Any update on this little disaster of a stock?
Laura Starks profile picture
@Randol33 sounds like you have one
@Laura Starks Sitting on a $7 cost basis from last year. Already has given up all gains and I cannot decide if it is time to bail before it bleeds out another 20% or to let it ride.
Laura Starks profile picture
@Randol33 FWIW, drilling activity is picking up. US nat gas production above 2019 at 96.5 BCF/D with lots of new action in the Haynesville. And worldwide, from Saudi Arabia to Russia to US are discussions of the underinvestment that has occurred. There is even discussion of the Permian being gas-capacity-constrained again within a few years, which could bode well for Archrock. But I appreciate your dilemma.
why high ng price not helping aroc stock ?
Biological profile picture
@gutcheck AROC's fortunes are tied to NG volume(s), not NG price. They produce nothing. They compress gas for shipments. Production has to increase for AROC to benefit. NG prices are providing a market signal that more NG is needed -- there isn't enough. But NG producers got burned chasing NG, too much production, and are these days a bit more owner-centric, cautious.
@gutcheck If oil and NG stay at current levels for another quarter or two (above $70 oil and above $4.00 NG), AROC will do very well. Their compressor units are used for both oil and NG. E&P companies have not been spending as much on CapX this year. However, at current oil/NG prices that is likely to change soon and in a big way. Once the E&P folks increase activity, they will need AROC's equipment and Compression rates and utilization should increase significantly.
Laura Starks profile picture
@gutcheck Good responses from @Thomas Gandolfo @Biological The supply of DUCs (drilled uncompleted) is smaller--to keep up production, more spending is needed. The market has preferred companies return $ to investors instead of chasing production, but the huge global gas shortage--if it continues--and the ability to export production may incentivize additional gas production-volumes-compression--AROC.
Couple things probably going on here. The obvious one is oil prices have dropped from $75 in mid July to $63 today. Nat Gas has held up a bit better ($4.16 to $3.84). Covid come back concerns likely responsible. Second, in the past, Public E&P companies use to pick up capital spending big time at $60 oil. This go around they have been more cautious. I think we will need consistent $60+ and maybe even $70 WTI in order to see Cap Spending pick up significantly. Given the restrictions in certain U.S government land leases and hopefully a post Covid world, WTI should increase. However, no one can know for sure. AROC seems like a cheap option to play a rising WTI price if that is your view.
If you can afford a hamburger you can can buy this.
@khatcher Next week will be French fries and next month will be a can of soda.
Looks like AROC share price is in some serious distress. Not hanging around for another 20% drop in Share price. Getting close to stop loss, will see if it executes today.
@Randol33 Looks like they need to change the ticket to (A-ROCK) as in falling like A ROCK.
ganswijkw profile picture
Cannot find reasons SP going South.
@ganswijkw Probably a 2 pronged response, one the entire sector was getting sold off, mostly irrational due to more lock down fears if I had to guess. Second would be the declining EPS estimates for AROC would account for some of the selling pressure over the last few months.
Laura Starks profile picture
@ganswijkw @Randol33 has good response. Also El Paso declared forced majeure in w TX (EIA Natural Gas Week.) Strong sense that 2q results will lag current action : 97 rigs now drilling for gas. While publics are hewing to relatively constrained drilling, privates are accounting for a lot of the action--thus, in addition to dry gas drilling, we could see more associated gas from the Permian. These high gas prices due to low inventory in US and Europe (and high NW cooling demand but little hydro in electricity gen) are a strong incentive right now.
From today's WSJ (June 20, 2021):

"Natural-gas prices are starting the summer air-conditioning season nearly twice as high as they were a year ago.

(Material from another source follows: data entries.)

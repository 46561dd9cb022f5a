//! Incremental Server-Sent Events parser.
//!
//! Fed with arbitrary byte chunks; yields one event per blank-line
//! terminated block. Multiple `data:` lines join with `\n`; `:` lines are
//! comments.

#[derive(Debug, Clone, Default, PartialEq, Eq)]
pub struct SseEvent {
    pub event: Option<String>,
    pub data: String,
    pub id: Option<String>,
}

#[derive(Debug, Default)]
pub struct SseParser {
    buffer: Vec<u8>,
    event: Option<String>,
    data: Vec<String>,
    id: Option<String>,
}

impl SseParser {
    pub fn new() -> Self {
        Self::default()
    }

    /// Consume a chunk and return the events it completed.
    pub fn feed(&mut self, chunk: &[u8]) -> Vec<SseEvent> {
        self.buffer.extend_from_slice(chunk);
        let mut events = Vec::new();

        // Lines are split on raw bytes so a multi-byte character split across
        // chunks is only decoded once complete.
        while let Some(pos) = self.buffer.iter().position(|b| *b == b'\n') {
            let raw: Vec<u8> = self.buffer.drain(..=pos).collect();
            let line = String::from_utf8_lossy(&raw);
            let line = line.trim_end_matches(['\n', '\r']);
            if let Some(event) = self.process_line(line) {
                events.push(event);
            }
        }
        events
    }

    /// Flush a trailing event that was not followed by a blank line.
    pub fn finish(&mut self) -> Option<SseEvent> {
        if !self.buffer.is_empty() {
            let raw = std::mem::take(&mut self.buffer);
            let line = String::from_utf8_lossy(&raw).trim_end_matches('\r').to_string();
            if let Some(event) = self.process_line(&line) {
                return Some(event);
            }
        }
        self.dispatch()
    }

    fn process_line(&mut self, line: &str) -> Option<SseEvent> {
        if line.is_empty() {
            return self.dispatch();
        }
        if line.starts_with(':') {
            return None;
        }

        let (field, value) = match line.split_once(':') {
            Some((field, value)) => (field, value.strip_prefix(' ').unwrap_or(value)),
            None => (line, ""),
        };
        match field {
            "data" => self.data.push(value.to_string()),
            "event" => self.event = Some(value.to_string()),
            "id" => self.id = Some(value.to_string()),
            _ => {}
        }
        None
    }

    fn dispatch(&mut self) -> Option<SseEvent> {
        if self.data.is_empty() {
            self.event = None;
            return None;
        }
        Some(SseEvent {
            event: self.event.take(),
            data: std::mem::take(&mut self.data).join("\n"),
            id: self.id.take(),
        })
    }
}
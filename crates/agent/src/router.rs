//! Semantic intent router.
//!
//! Intents are described by example utterances. Before the first round the
//! goal is embedded and compared with every example; the best intent above
//! the threshold may add to the system preamble and narrow the tool
//! catalog. The LLM is always consulted.

use rago_config::{IntentConfig, RouterConfig};
use rago_core::error::LlmError;
use rago_core::llm::Embedder;
use rago_memory::cosine_similarity;
use std::sync::Arc;
use tracing::{debug, warn};

pub const DEFAULT_THRESHOLD: f32 = 0.75;

struct Intent {
    name: String,
    preamble: Option<String>,
    tools: Vec<String>,
    examples: Vec<Vec<f32>>,
}

/// The intent chosen for a goal.
#[derive(Debug, Clone, PartialEq)]
pub struct RouteMatch {
    pub intent: String,
    pub score: f32,
    pub preamble: Option<String>,
    /// Whitelist patterns; empty keeps the profile's catalog
    pub tools: Vec<String>,
}

pub struct SemanticRouter {
    embedder: Arc<dyn Embedder>,
    intents: Vec<Intent>,
    threshold: f32,
}

impl SemanticRouter {
    pub fn new(embedder: Arc<dyn Embedder>) -> Self {
        Self {
            embedder,
            intents: Vec::new(),
            threshold: DEFAULT_THRESHOLD,
        }
    }

    pub fn with_threshold(mut self, threshold: f32) -> Self {
        self.threshold = threshold;
        self
    }

    /// Build a router with every configured intent registered.
    pub async fn from_config(config: &RouterConfig, embedder: Arc<dyn Embedder>) -> Result<Self, LlmError> {
        let mut router = Self::new(embedder).with_threshold(config.threshold);
        for intent in &config.intents {
            router.register(intent).await?;
        }
        Ok(router)
    }

    /// Embed `intent`'s examples and add it.
    pub async fn register(&mut self, intent: &IntentConfig) -> Result<(), LlmError> {
        let mut examples = Vec::with_capacity(intent.examples.len());
        for example in &intent.examples {
            examples.push(self.embedder.embed(example).await?);
        }
        debug!(intent = %intent.name, examples = examples.len(), "Registered intent");
        self.intents.push(Intent {
            name: intent.name.clone(),
            preamble: intent.preamble.clone(),
            tools: intent.tools.clone(),
            examples,
        });
        Ok(())
    }

    pub fn len(&self) -> usize {
        self.intents.len()
    }

    pub fn is_empty(&self) -> bool {
        self.intents.is_empty()
    }

    /// The best intent whose closest example scores at least the threshold.
    pub async fn route(&self, goal: &str) -> Option<RouteMatch> {
        if self.intents.is_empty() {
            return None;
        }
        let query = match self.embedder.embed(goal).await {
            Ok(query) => query,
            Err(e) => {
                warn!("Router embedding failed, skipping: {e}");
                return None;
            }
        };

        let (intent, score) = self
            .intents
            .iter()
            .map(|intent| {
                let best = intent
                    .examples
                    .iter()
                    .map(|example| cosine_similarity(&query, example))
                    .fold(f32::MIN, f32::max);
                (intent, best)
            })
            .max_by(|a, b| a.1.partial_cmp(&b.1).unwrap_or(std::cmp::Ordering::Equal))?;

        if score < self.threshold {
            debug!(intent = %intent.name, score, "No intent above threshold");
            return None;
        }
        debug!(intent = %intent.name, score, "Routed goal");
        Some(RouteMatch {
            intent: intent.name.clone(),
            score,
            preamble: intent.preamble.clone(),
            tools: intent.tools.clone(),
        })
    }
}

#[cfg(test)]
mod tests {
    use super::*;
    use rago_core::testing::HashEmbedder;

    fn intent(name: &str, examples: &[&str], tools: &[&str]) -> IntentConfig {
        IntentConfig {
            name: name.into(),
            examples: examples.iter().map(|s| s.to_string()).collect(),
            preamble: Some(format!("Focus on {name}.")),
            tools: tools.iter().map(|s| s.to_string()).collect(),
        }
    }

    async fn router() -> SemanticRouter {
        let config = RouterConfig {
            enabled: true,
            threshold: DEFAULT_THRESHOLD,
            intents: vec![
                intent("time", &["what time is it", "current time please"], &["mcp_clock_*"]),
                intent("files", &["list the files in the folder"], &["mcp_filesystem_*"]),
            ],
        };
        SemanticRouter::from_config(&config, Arc::new(HashEmbedder::default()))
            .await
            .unwrap()
    }

    #[tokio::test]
    async fn close_goal_matches_intent() {
        let router = router().await;
        let matched = router.route("what time is it").await.unwrap();
        assert_eq!(matched.intent, "time");
        assert!(matched.score > 0.99);
        assert_eq!(matched.tools, ["mcp_clock_*"]);
        assert_eq!(matched.preamble.as_deref(), Some("Focus on time."));
    }

    #[tokio::test]
    async fn unrelated_goal_falls_below_threshold() {
        let router = router().await;
        assert!(router.route("bake sourdough bread").await.is_none());
    }

    #[tokio::test]
    async fn empty_router_never_matches() {
        let router = SemanticRouter::new(Arc::new(HashEmbedder::default()));
        assert!(router.is_empty());
        assert!(router.route("anything").await.is_none());
    }
}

Demand for the fuel is picking up as the world’s economies reopen and as Americans dial down their thermostats for what is expected to be a hot summer. Meanwhile, U.S. producers have stuck to the skimpy drilling plans they sketched out when prices were lower, eliminating the glut that was keeping them depressed.

Natural-gas futures ended Friday at $3.215 per million British thermal units, up 96% from a year ago and the highest price headed into summer since 2017. Futures traded even higher—and regional spot prices jumped—when triple-digit temperatures baked the Southwest earlier this month. Analysts expect prices to be even higher later in the year when it is time to fire up furnaces."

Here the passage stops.